As cervical disease progresses from transient infection to persistent infection and, in some cases, high-grade lesions and invasive cancer, the measurable HPV DNA burden can change substantially. In this context, detecting true biological shifts can be challenging with conventional quantitative real-time PCR (qPCR) when target abundance is low or near the assay’s limit of quantification.
A TaqMan Gene Expression Assay was used to optimize and quantify HPV11, HPV16, and HPV18 targets in human biological matrices (whole blood or plasma), where sample volume is limited and target abundance can span a wide dynamic range. To maximize sensitivity and reproducibility, we first performed a rigorous optimization on the quantitative real-time PCR (qPCR) platform before transferring the assay to digital PCR (dPCR) for final quantification.

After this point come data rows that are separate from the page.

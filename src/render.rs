//! Plain-text exposition for pull-based monitoring.

use crate::derive::Metric;
use crate::metric_set::MetricSet;

pub const CONTENT_TYPE: &str = "text/plain; version=0.0.4; charset=utf-8";

/// One `name{key="value",...} value` line per metric.
pub fn render_metrics(metrics: &MetricSet, out: &mut String) {
    for metric in metrics {
        render_metric(metric, out);
    }
}

pub fn render_metric(metric: &Metric, out: &mut String) {
    out.push_str(metric.name());
    if !metric.tags().is_empty() {
        out.push('{');
        for (i, (key, value)) in metric.tags().iter().enumerate() {
            if i > 0 {
                out.push(',');
            }
            out.push_str(&format!("{}=\"{}\"", key, escape_value(value)));
        }
        out.push('}');
    }
    out.push(' ');
    out.push_str(&format_value(metric.value()));
    out.push('\n');
}

fn escape_value(value: &str) -> String {
    let mut escaped = String::with_capacity(value.len());
    for ch in value.chars() {
        match ch {
            '\\' => escaped.push_str("\\\\"),
            '"' => escaped.push_str("\\\""),
            '\n' => escaped.push_str("\\n"),
            _ => escaped.push(ch),
        }
    }
    escaped
}

/// Shortest representation that reads back to the same float.
pub fn format_value(value: f64) -> String {
    if value.is_nan() {
        "NaN".to_string()
    } else if value.is_infinite() {
        let sign = if value > 0.0 { '+' } else { '-' };
        format!("{}Inf", sign)
    } else {
        value.to_string()
    }
}
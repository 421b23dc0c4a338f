use crate::data::MetadataTable;
use crate::derive::{derive_breakdown, derive_location, derive_total};
use crate::health::{self, HealthIssue};
use crate::metric_set::MetricSet;
use crate::normalize::normalize;
use crate::sources::{ScrapeError, Source};
use crate::types::RawRow;
use reqwest::Client;
use tracing::{debug, info, warn};

/// Normalizes, joins and derives every row into a fresh metric set.
/// Rows that cannot be joined shrink the output but never abort it.
pub fn process_rows(rows: Vec<RawRow>, metadata: &MetadataTable) -> MetricSet {
    let mut metrics = MetricSet::new();
    let mut unresolved = 0usize;

    for row in rows {
        match row {
            RawRow::Location { scope, stat } => {
                let key = normalize(&stat.location);
                let data = metadata.resolve(&key);
                if data.is_none() {
                    debug!("No metadata for '{}' ({:?})", key, scope);
                    unresolved += 1;
                }
                metrics.extend(derive_location(scope, &stat, data));
            }
            RawRow::Breakdown {
                kind,
                country,
                bucket,
                count,
            } => metrics.append(derive_breakdown(kind, &country, &bucket, count)),
            RawRow::Total { kind, value } => metrics.append(derive_total(kind, value)),
        }
    }

    if unresolved > 0 {
        debug!("{} locations without metadata", unresolved);
    }
    metrics
}

/// Fetch and derive one source.
pub async fn collect(
    source: &Source,
    client: &Client,
    metadata: &MetadataTable,
) -> Result<MetricSet, ScrapeError> {
    let rows = source.fetch_rows(client).await?;
    let row_count = rows.len();
    let metrics = process_rows(rows, metadata);
    info!(
        "Source {}: {} rows -> {} metrics",
        source.name(),
        row_count,
        metrics.len()
    );
    Ok(metrics)
}

/// Health issues of an already collected source. A failed fetch becomes a
/// single issue that names the failure class.
pub fn source_health(source: &Source, collected: &Result<MetricSet, ScrapeError>) -> Vec<HealthIssue> {
    match collected {
        Ok(metrics) => health::validate(source.name(), source.health_checks(), metrics),
        Err(err) => vec![fetch_issue(source, err)],
    }
}

pub fn fetch_issue(source: &Source, err: &ScrapeError) -> HealthIssue {
    HealthIssue::new(source.name(), format!("fetch failed ({}): {}", err.class(), err))
}

/// Runs every source independently; one failing source does not affect
/// the others.
pub async fn check_all(
    sources: &[Source],
    client: &Client,
    metadata: &MetadataTable,
) -> Vec<HealthIssue> {
    let mut issues = Vec::new();
    for source in sources {
        let collected = collect(source, client, metadata).await;
        if let Err(err) = &collected {
            warn!("Source {} failed: {}", source.name(), err);
        }
        issues.extend(source_health(source, &collected));
    }
    issues
}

Method optimization began with qPCR experiments using serial dilutions of quantified HPV plasmid DNA to generate standard curves. These data were used to confirm primer/probe performance, assess amplification efficiency, and establish the limit of detection (LOD)—critical prerequisites for reliable qPCR-based quantification, particularly when copy number is low and copy number variation may influence apparent signal.
To address the constraints of limited DNA input and improve precision at low target levels, we then leveraged dPCR (QuantStudio Absolute Q Digital PCR System). In dPCR, each sample is partitioned into thousands of individual PCR microreactions, such that some partitions contain the target (positive) and others do not (negative). After endpoint amplification, the fraction of negative partitions is used to calculate the absolute target concentration (copies per input volume) using Poisson statistics, enabling direct reporting in copy number units.
This workflow provides a smooth transition from qPCR to dPCR: qPCR establishes robust assay performance (efficiency, sensitivity, specificity), while dPCR delivers absolute quantification without a standard curve, improved tolerance to variability near the lower range, and clearer resolution for gene expression profiling, copy number analysis, and copy number variation (CNV) assessment in complex human matrices.
To address these limitations, we developed a sensitive and robust digital PCR (dPCR) assay capable of simultaneously detecting and accurately quantifying multiple HPV genotypes. Performance was benchmarked against real-time qPCR using serially diluted HPV11, HPV16, and HPV18 plasmid DNA standards, with water/no-template controls included throughout to monitor background and contamination.
Across the same input DNA samples, dPCR consistently delivered superior precision and sensitivity, with excellent specificity—particularly in the low-abundance range where qPCR measurements can become variable and less dependable.